Supplied data
//! Duration - Human-readable durations for configs and flags
//!
//! Accepts `250ms`, `30s`, `5m`, `1h` and compounds such as `1m30s`.
//! `us` and `ns` cover sub-millisecond parts. A bare integer is read as seconds.

use std::time::Duration;

use thiserror::Error;

/// Error returned when a duration string cannot be parsed
#[derive(Debug, Clone, PartialEq, Eq, Error)]
pub enum DurationParseError {
    #[error("empty duration")]
    Empty,

    #[error("expected a number at position {position} in {input:?}")]
    MissingNumber { input: String, position: usize },

    #[error("unknown unit {unit:?} in {input:?} (expected ns, us, ms, s, m or h)")]
    UnknownUnit { input: String, unit: String },

    #[error("duration {0:?} is too large")]
    Overflow(String),
}

/// Parse a duration such as `30s`, `1m30s` or `250ms`
pub fn parse_duration(input: &str) -> Result<Duration, DurationParseError> {
    let text = input.trim();
    if text.is_empty() {
        return Err(DurationParseError::Empty);
    }

    if text.bytes().all(|b| b.is_ascii_digit()) {
        let secs: u64 = text
            .parse()
            .map_err(|_| DurationParseError::Overflow(input.to_string()))?;
        return Ok(Duration::from_secs(secs));
    }

    let bytes = text.as_bytes();
    let mut total = Duration::ZERO;
    let mut pos = 0;

    while pos < bytes.len() {
        let number_start = pos;
        while pos < bytes.len() && bytes[pos].is_ascii_digit() {
            pos += 1;
        }
        if pos == number_start {
            return Err(DurationParseError::MissingNumber {
                input: input.to_string(),
                position: number_start,
            });
        }
        let amount: u64 = text[number_start..pos]
            .parse()
            .map_err(|_| DurationParseError::Overflow(input.to_string()))?;

        let unit_start = pos;
        while pos < bytes.len() && bytes[pos].is_ascii_alphabetic() {
            pos += 1;
        }
        let unit = &text[unit_start..pos];
        let part = match unit {
            "ns" => Some(Duration::from_nanos(amount)),
            "us" => Some(Duration::from_micros(amount)),
            "ms" => Some(Duration::from_millis(amount)),
            "s" => Some(Duration::from_secs(amount)),
            "m" => amount.checked_mul(60).map(Duration::from_secs),
            "h" => amount.checked_mul(3600).map(Duration::from_secs),
            _ => {
                return Err(DurationParseError::UnknownUnit {
                    input: input.to_string(),
                    unit: unit.to_string(),
                });
            }
        };

        total = part
            .and_then(|p| total.checked_add(p))
            .ok_or_else(|| DurationParseError::Overflow(input.to_string()))?;
    }

    Ok(total)
}

/// Format a duration in the same notation `parse_duration` accepts
pub fn format_duration(duration: Duration) -> String {
    if duration.is_zero() {
        return "0s".to_string();
    }

    let total_secs = duration.as_secs();
    let hours = total_secs / 3600;
    let minutes = (total_secs % 3600) / 60;
    let secs = total_secs % 60;
    let nanos = duration.subsec_nanos();
    let millis = nanos / 1_000_000;
    let micros = (nanos / 1_000) % 1_000;
    let nanos = nanos % 1_000;

    let mut out = String::new();
    if hours > 0 {
        out.push_str(&format!("{}h", hours));
    }
    if minutes > 0 {
        out.push_str(&format!("{}m", minutes));
    }
    if secs > 0 {
        out.push_str(&format!("{}s", secs));
    }
    if millis > 0 {
        out.push_str(&format!("{}ms", millis));
    }
    if micros > 0 {
        out.push_str(&format!("{}us", micros));
    }
    if nanos > 0 {
        out.push_str(&format!("{}ns", nanos));
    }
    out
}

/// Serde adapter for `Duration` fields written as human-readable strings
pub mod serde_duration {
    use std::time::Duration;

    use serde::{Deserialize, Deserializer, Serializer};

    use super::{format_duration, parse_duration};

    #[derive(Deserialize)]
    #[serde(untagged)]
    enum Raw {
        Text(String),
        Secs(u64),
    }

    pub fn serialize<S>(duration: &Duration, serializer: S) -> Result<S::Ok, S::Error>
    where
        S: Serializer,
    {
        serializer.serialize_str(&format_duration(*duration))
    }

    pub fn deserialize<'de, D>(deserializer: D) -> Result<Duration, D::Error>
    where
        D: Deserializer<'de>,
    {
        match Raw::deserialize(deserializer)? {
            Raw::Text(text) => parse_duration(&text).map_err(serde::de::Error::custom),
            Raw::Secs(secs) => Ok(Duration::from_secs(secs)),
        }
    }
}
//! Incremental UTF-8 decoding.
//!
//! Stream reads split bytes at arbitrary positions, including in the middle
//! of a multi-byte character. The decoder carries an incomplete trailing
//! sequence over to the next read so the demultiplexer only ever sees whole
//! characters.

/// Longest incomplete UTF-8 sequence that can be carried between reads.
const MAX_CARRY: usize = 3;

/// Streaming UTF-8 decoder.
///
/// Invalid byte sequences decode to U+FFFD, one replacement per maximal
/// invalid subsequence, matching `String::from_utf8_lossy`.
///
/// # Examples
///
/// ```
/// use fleetmux::io::Utf8StreamDecoder;
///
/// let bytes = "café".as_bytes();
/// let mut decoder = Utf8StreamDecoder::new();
/// let mut text = decoder.decode(&bytes[..4]);
/// text.push_str(&decoder.decode(&bytes[4..]));
/// text.push_str(&decoder.finish());
/// assert_eq!(text, "café");
/// ```
#[derive(Debug, Clone, Default)]
pub struct Utf8StreamDecoder {
    carry: Vec<u8>,
}

impl Utf8StreamDecoder {
    /// Creates a decoder with nothing carried.
    #[must_use]
    pub const fn new() -> Self {
        Self { carry: Vec::new() }
    }

    /// Decodes the next read.
    ///
    /// Bytes of a character that is not yet complete are kept for the next
    /// call and do not appear in the returned text.
    pub fn decode(&mut self, bytes: &[u8]) -> String {
        let mut input = std::mem::take(&mut self.carry);
        input.extend_from_slice(bytes);

        let mut out = String::with_capacity(input.len());
        let mut rest = input.as_slice();
        loop {
            match std::str::from_utf8(rest) {
                Ok(valid) => {
                    out.push_str(valid);
                    break;
                }
                Err(err) => {
                    let (valid, invalid) = rest.split_at(err.valid_up_to());
                    out.push_str(&String::from_utf8_lossy(valid));
                    match err.error_len() {
                        Some(len) => {
                            out.push(char::REPLACEMENT_CHARACTER);
                            rest = &invalid[len..];
                        }
                        None => {
                            debug_assert!(invalid.len() <= MAX_CARRY);
                            self.carry = invalid.to_vec();
                            break;
                        }
                    }
                }
            }
        }
        out
    }

    /// Flushes the decoder at end of stream.
    ///
    /// A truncated trailing sequence decodes to U+FFFD.
    pub fn finish(&mut self) -> String {
        let carry = std::mem::take(&mut self.carry);
        String::from_utf8_lossy(&carry).into_owned()
    }

    /// Number of bytes carried to the next read.
    #[must_use]
    pub fn pending(&self) -> usize {
        self.carry.len()
    }
}
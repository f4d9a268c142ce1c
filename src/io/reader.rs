//! Chunked byte sources.
//!
//! A run consumes its input one read at a time. [`ChunkReader`] turns any
//! [`Read`] into an iterator of byte chunks no larger than the configured
//! chunk size, so the demultiplexer sees the same arbitrary boundaries a
//! network stream would produce.

use crate::error::{IoError, Result};
use std::fs::File;
use std::io::{self, ErrorKind, Read};
use std::path::Path;

/// Default read size in bytes.
pub const DEFAULT_CHUNK_SIZE: usize = 4096;

/// Path argument that selects standard input.
pub const STDIN_PATH: &str = "-";

/// Iterator of byte chunks read from a [`Read`].
///
/// Each item is the result of one successful read, at most `chunk_size`
/// bytes long. Reads interrupted by a signal are retried. Iteration stops
/// after end of input or after the first error.
///
/// # Examples
///
/// ```
/// use fleetmux::io::ChunkReader;
///
/// let chunks: Vec<Vec<u8>> = ChunkReader::new(&b"abcdefg"[..], 3)
///     .collect::<Result<_, _>>()
///     .unwrap();
/// assert_eq!(chunks, [b"abc".to_vec(), b"def".to_vec(), b"g".to_vec()]);
/// ```
#[derive(Debug)]
pub struct ChunkReader<R> {
    inner: R,
    chunk_size: usize,
    done: bool,
}

impl<R: Read> ChunkReader<R> {
    /// Wraps a reader. A zero chunk size is raised to one byte.
    pub fn new(inner: R, chunk_size: usize) -> Self {
        Self {
            inner,
            chunk_size: chunk_size.max(1),
            done: false,
        }
    }
}

impl<R: Read> Iterator for ChunkReader<R> {
    type Item = io::Result<Vec<u8>>;

    fn next(&mut self) -> Option<Self::Item> {
        if self.done {
            return None;
        }
        let mut buf = vec![0; self.chunk_size];
        loop {
            match self.inner.read(&mut buf) {
                Ok(0) => {
                    self.done = true;
                    return None;
                }
                Ok(n) => {
                    buf.truncate(n);
                    return Some(Ok(buf));
                }
                Err(e) if e.kind() == ErrorKind::Interrupted => {}
                Err(e) => {
                    self.done = true;
                    return Some(Err(e));
                }
            }
        }
    }
}

/// Opens a run input: a file path, or standard input for `-`.
///
/// # Errors
///
/// Returns an error if the file doesn't exist or can't be opened.
pub fn open_input<P: AsRef<Path>>(path: P) -> Result<Box<dyn Read>> {
    let path_ref = path.as_ref();
    if path_ref.as_os_str() == STDIN_PATH {
        return Ok(Box::new(io::stdin().lock()));
    }

    let path_str = path_ref.to_string_lossy().to_string();
    if !path_ref.exists() {
        return Err(IoError::FileNotFound { path: path_str }.into());
    }

    let file = File::open(path_ref).map_err(|e| IoError::ReadFailed {
        path: path_str,
        reason: e.to_string(),
    })?;
    Ok(Box::new(file))
}

/// Reads a whole file as text, replacing invalid UTF-8 with U+FFFD.
///
/// # Errors
///
/// Returns an error if the file doesn't exist or can't be read.
pub fn read_text<P: AsRef<Path>>(path: P) -> Result<String> {
    let path_ref = path.as_ref();
    let path_str = path_ref.to_string_lossy().to_string();

    let mut bytes = Vec::new();
    open_input(path_ref)?
        .read_to_end(&mut bytes)
        .map_err(|e| IoError::ReadFailed {
            path: path_str,
            reason: e.to_string(),
        })?;
    Ok(String::from_utf8_lossy(&bytes).into_owned())
}

#[cfg(test)]
mod tests {
    use super::*;
    use crate::error::Error;
    use tempfile::TempDir;

    /// Reader that fails after yielding its data once.
    struct Flaky {
        data: Option<Vec<u8>>,
    }

    impl Read for Flaky {
        fn read(&mut self, buf: &mut [u8]) -> io::Result<usize> {
            match self.data.take() {
                Some(data) => {
                    buf[..data.len()].copy_from_slice(&data);
                    Ok(data.len())
                }
                None => Err(io::Error::new(ErrorKind::ConnectionReset, "reset")),
            }
        }
    }

    #[test]
    fn test_chunks_respect_size() {
        let data = vec![b'x'; 10_000];
        let chunks: Vec<_> = ChunkReader::new(data.as_slice(), 4096)
            .map(|c| c.unwrap().len())
            .collect();
        assert_eq!(chunks, [4096, 4096, 1808]);
    }

    #[test]
    fn test_empty_input() {
        assert_eq!(ChunkReader::new(io::empty(), 16).count(), 0);
    }

    #[test]
    fn test_zero_chunk_size_is_raised() {
        let chunks: Vec<_> = ChunkReader::new(&b"ab"[..], 0)
            .map(|c| c.unwrap())
            .collect();
        assert_eq!(chunks, [b"a".to_vec(), b"b".to_vec()]);
    }

    #[test]
    fn test_error_ends_iteration() {
        let mut reader = ChunkReader::new(
            Flaky {
                data: Some(b"partial".to_vec()),
            },
            64,
        );
        assert_eq!(reader.next().unwrap().unwrap(), b"partial");
        let err = reader.next().unwrap().unwrap_err();
        assert_eq!(err.kind(), ErrorKind::ConnectionReset);
        assert!(reader.next().is_none());
    }

    #[test]
    fn test_open_input_file() {
        let temp_dir = TempDir::new().unwrap();
        let file_path = temp_dir.path().join("stream.log");
        std::fs::write(&file_path, "line\n[FINAL_REPORT]body").unwrap();

        let mut content = String::new();
        open_input(&file_path)
            .unwrap()
            .read_to_string(&mut content)
            .unwrap();
        assert_eq!(content, "line\n[FINAL_REPORT]body");
    }

    #[test]
    fn test_open_input_missing_file() {
        let result = open_input("/nonexistent/path/stream.log");
        assert!(matches!(
            result,
            Err(Error::Io(IoError::FileNotFound { .. }))
        ));
    }

    #[test]
    fn test_read_text_lossy() {
        let temp_dir = TempDir::new().unwrap();
        let file_path = temp_dir.path().join("report.md");
        std::fs::write(&file_path, [b'#', b' ', 0xFF, b'x']).unwrap();

        assert_eq!(read_text(&file_path).unwrap(), "# \u{FFFD}x");
    }
}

Activity
From the records above, transcribe without alteration every line from the one with "a number at" to the one with "Parse a duration", inclusive.

Your solution
    #[error("expected a number at position {position} in {input:?}")]
    MissingNumber { input: String, position: usize },

    #[error("unknown unit {unit:?} in {input:?} (expected ns, us, ms, s, m or h)")]
    UnknownUnit { input: String, unit: String },

    #[error("duration {0:?} is too large")]
    Overflow(String),
}

/// Parse a duration such as `30s`, `1m30s` or `250ms`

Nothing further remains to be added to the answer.